US Stocks Rebound After Strong Economic Updates And An Easing Of Oil Prices

NEW YORK : The U.S. stock market rebounded Wednesday after two days of rough swings as oil prices stalled and reports gave encouraging updates on the economy.
The S&P 500 is up 1% and is on track to erase all its losses since the war with Iran began. The Dow Jones Industrial Average was up 319 points, or 0.7%, with an hour left in trading, and the Nasdaq composite was 1.5% higher.
The force is off to a frightening start to Wednesday, when South Korea’s Kospi stock index fell 12.1%, its worst loss in history. Uncertainty about the war has caused prices to fluctuate hour by hour in financial markets this week; Many people take their cues from the direction of oil prices.
Oil prices moderated as trade shifted westward, from Asia to Europe and the Atlantic. The barrel price of Brent crude oil, the international standard, briefly exceeded $84 per barrel, then settled at $81.40 and returned to the level of the day before. Benchmark US crude oil rose 0.1% to $74.66 a barrel.
Stocks also received support from signs that the U.S. economy is strengthening.
Growth of U.S. businesses in real estate, finance and other service sectors rose last month at the fastest pace since summer 2022, a report said. Encouragingly from an inflation perspective, prices for such businesses were also increasing at a slower rate, at least before the war with Iran began.
A second report suggested that nongovernmental U.S. employers began hiring last month. This could be a hopeful signal for the U.S. government’s more comprehensive report on the overall labor market on Friday.
Concerns are intensifying in financial markets about how long the war with Iran will last, how much inflation will rise due to the high price of oil, and how much company profits will fall as a result.

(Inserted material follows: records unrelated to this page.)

//! Batch operations across the registry.
//!
//! - [`engine::BatchEngine`]: scan, apply-to-all, switch-all, pull-all
//! - [`outcome::OperationOutcome`] / [`outcome::BatchSummary`]: per-repository results
//! - [`outcome::ApplySummary`]: "set for N of M repositories"

pub mod engine;
pub mod outcome;

pub use engine::{BatchEngine, SwitchPolicy};
pub use outcome::{ApplySummary, BatchSummary, OperationKind, OperationOutcome, OutcomeStatus};
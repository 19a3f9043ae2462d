//! Per-repository batch results.

use std::fmt;
use std::path::{Path, PathBuf};

use serde::{Deserialize, Serialize};

use crate::pool::TaskAbort;

/// Which batch produced an outcome.
#[derive(Debug, Clone, Copy, PartialEq, Eq, Hash, Serialize, Deserialize)]
#[serde(rename_all = "snake_case")]
pub enum OperationKind {
    Checkout,
    Pull,
}

impl fmt::Display for OperationKind {
    fn fmt(&self, f: &mut fmt::Formatter<'_>) -> fmt::Result {
        match self {
            OperationKind::Checkout => write!(f, "checkout"),
            OperationKind::Pull => write!(f, "pull"),
        }
    }
}

#[derive(Debug, Clone, Copy, PartialEq, Eq, Serialize, Deserialize)]
#[serde(rename_all = "snake_case")]
pub enum OutcomeStatus {
    Succeeded,
    Failed,
    /// git was not invoked for this repository.
    Skipped,
}

/// Result of one repository's part in a batch.
#[derive(Debug, Clone, PartialEq, Eq, Serialize, Deserialize)]
pub struct OperationOutcome {
    pub path: PathBuf,
    pub kind: OperationKind,
    pub status: OutcomeStatus,
    /// git output or a synthesized explanation.
    pub message: String,
}

impl OperationOutcome {
    pub fn succeeded(
        path: impl Into<PathBuf>,
        kind: OperationKind,
        message: impl Into<String>,
    ) -> Self {
        Self::with_status(path, kind, OutcomeStatus::Succeeded, message)
    }

    pub fn failed(
        path: impl Into<PathBuf>,
        kind: OperationKind,
        message: impl Into<String>,
    ) -> Self {
        Self::with_status(path, kind, OutcomeStatus::Failed, message)
    }

    pub fn skipped(
        path: impl Into<PathBuf>,
        kind: OperationKind,
        message: impl Into<String>,
    ) -> Self {
        Self::with_status(path, kind, OutcomeStatus::Skipped, message)
    }

    fn with_status(
        path: impl Into<PathBuf>,
        kind: OperationKind,
        status: OutcomeStatus,
        message: impl Into<String>,
    ) -> Self {
        Self {
            path: path.into(),
            kind,
            status,
            message: message.into(),
        }
    }

    /// Outcome for a repository whose task never produced a result.
    pub fn aborted(path: &Path, kind: OperationKind, reason: TaskAbort) -> Self {
        match reason {
            TaskAbort::Cancelled => Self::skipped(path, kind, "cancelled before start"),
            TaskAbort::Panicked(detail) => {
                Self::failed(path, kind, format!("worker panicked: {detail}"))
            }
        }
    }

    pub fn success(&self) -> bool {
        self.status == OutcomeStatus::Succeeded
    }

    pub fn is_skipped(&self) -> bool {
        self.status == OutcomeStatus::Skipped
    }
}

/// Tally of one batch.
#[derive(Debug, Clone, Copy, PartialEq, Eq, Serialize, Deserialize)]
pub struct BatchSummary {
    pub kind: OperationKind,
    pub succeeded: usize,
    pub failed: usize,
    pub skipped: usize,
}

impl BatchSummary {
    pub fn from_outcomes(kind: OperationKind, outcomes: &[OperationOutcome]) -> Self {
        let mut summary = Self {
            kind,
            succeeded: 0,
            failed: 0,
            skipped: 0,
        };
        for outcome in outcomes {
            match outcome.status {
                OutcomeStatus::Succeeded => summary.succeeded += 1,
                OutcomeStatus::Failed => summary.failed += 1,
                OutcomeStatus::Skipped => summary.skipped += 1,
            }
        }
        summary
    }

    pub fn total(&self) -> usize {
        self.succeeded + self.failed + self.skipped
    }

    pub fn all_succeeded(&self) -> bool {
        self.failed == 0 && self.skipped == 0
    }
}

/// Result of "apply target to all".
#[derive(Debug, Clone, PartialEq, Eq, Serialize, Deserialize)]
pub struct ApplySummary {
    pub branch: String,
    /// `(path, applied)` in registry order.
    pub results: Vec<(PathBuf, bool)>,
}

impl ApplySummary {
    pub fn applied_count(&self) -> usize {
        self.results.iter().filter(|(_, applied)| *applied).count()
    }

    pub fn total(&self) -> usize {
        self.results.len()
    }

    /// Repositories that do not have the branch.
    pub fn missing(&self) -> impl Iterator<Item = &PathBuf> {
        self.results
            .iter()
            .filter(|(_, applied)| !applied)
            .map(|(path, _)| path)
    }
}

#[cfg(test)]
mod tests {
    use super::*;

    #[test]
    fn test_summary_counts_each_status() {
        let outcomes = vec![
            OperationOutcome::succeeded("/a", OperationKind::Checkout, "ok"),
            OperationOutcome::failed("/b", OperationKind::Checkout, "error: pathspec"),
            OperationOutcome::skipped("/c", OperationKind::Checkout, "no branch selected"),
            OperationOutcome::succeeded("/d", OperationKind::Checkout, "ok"),
        ];
        let summary = BatchSummary::from_outcomes(OperationKind::Checkout, &outcomes);
        assert_eq!(summary.succeeded, 2);
        assert_eq!(summary.failed, 1);
        assert_eq!(summary.skipped, 1);
        assert_eq!(summary.total(), 4);
        assert!(!summary.all_succeeded());
    }

    #[test]
    fn test_aborted_outcomes() {
        let cancelled =
            OperationOutcome::aborted(Path::new("/a"), OperationKind::Pull, TaskAbort::Cancelled);
        assert!(cancelled.is_skipped());
        assert!(!cancelled.success());

        let panicked = OperationOutcome::aborted(
            Path::new("/a"),
            OperationKind::Pull,
            TaskAbort::Panicked("boom".into()),
        );
        assert_eq!(panicked.status, OutcomeStatus::Failed);
        assert!(panicked.message.contains("boom"));
    }

    #[test]
    fn test_outcome_json_shape() {
        let outcome = OperationOutcome::failed("/w/a", OperationKind::Checkout, "nope");
        let json = serde_json::to_value(&outcome).unwrap();
        assert_eq!(json["kind"], "checkout");
        assert_eq!(json["status"], "failed");
        assert_eq!(json["path"], "/w/a");
    }

    #[test]
    fn test_apply_summary_counts() {
        let summary = ApplySummary {
            branch: "dev".into(),
            results: vec![
                (PathBuf::from("/a"), true),
                (PathBuf::from("/b"), false),
                (PathBuf::from("/c"), true),
            ],
        };
        assert_eq!(summary.applied_count(), 2);
        assert_eq!(summary.total(), 3);
        assert_eq!(summary.missing().collect::<Vec<_>>(), vec![&PathBuf::from("/b")]);
    }
}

The US stock market has a history of recovering relatively quickly from military conflicts in the Middle East, but this comes with a warning that oil prices will not rise too high. This suggests that some professional investors should be patient with fluctuations, at least when it comes to financial markets.
Not everyone is optimistic.
“I think the situation in Iran is out of control, and I think US President Donald Trump has made a huge miscalculation,” said Francis Lun, CEO of Venturesmart Asia. “The situation is very dire.”
Several companies on Wall Street helped drive Wednesday’s rally.
Stocks in the crypto industry rose as Bitcoin price rose to $74,000. Coinbase Global was up 15.3% and Robinhood Markets was up 8.3%.
Retailers and travel companies have rallied on hopes that a solid economy and easing increases in gas prices will mean their customers will be able to spend more.
Ross Stores rose 7% after reporting better profits and revenue than analysts expected in the latest quarter and saying it would enter 2026 with “solid momentum.” Expedia Group rose 3.1%.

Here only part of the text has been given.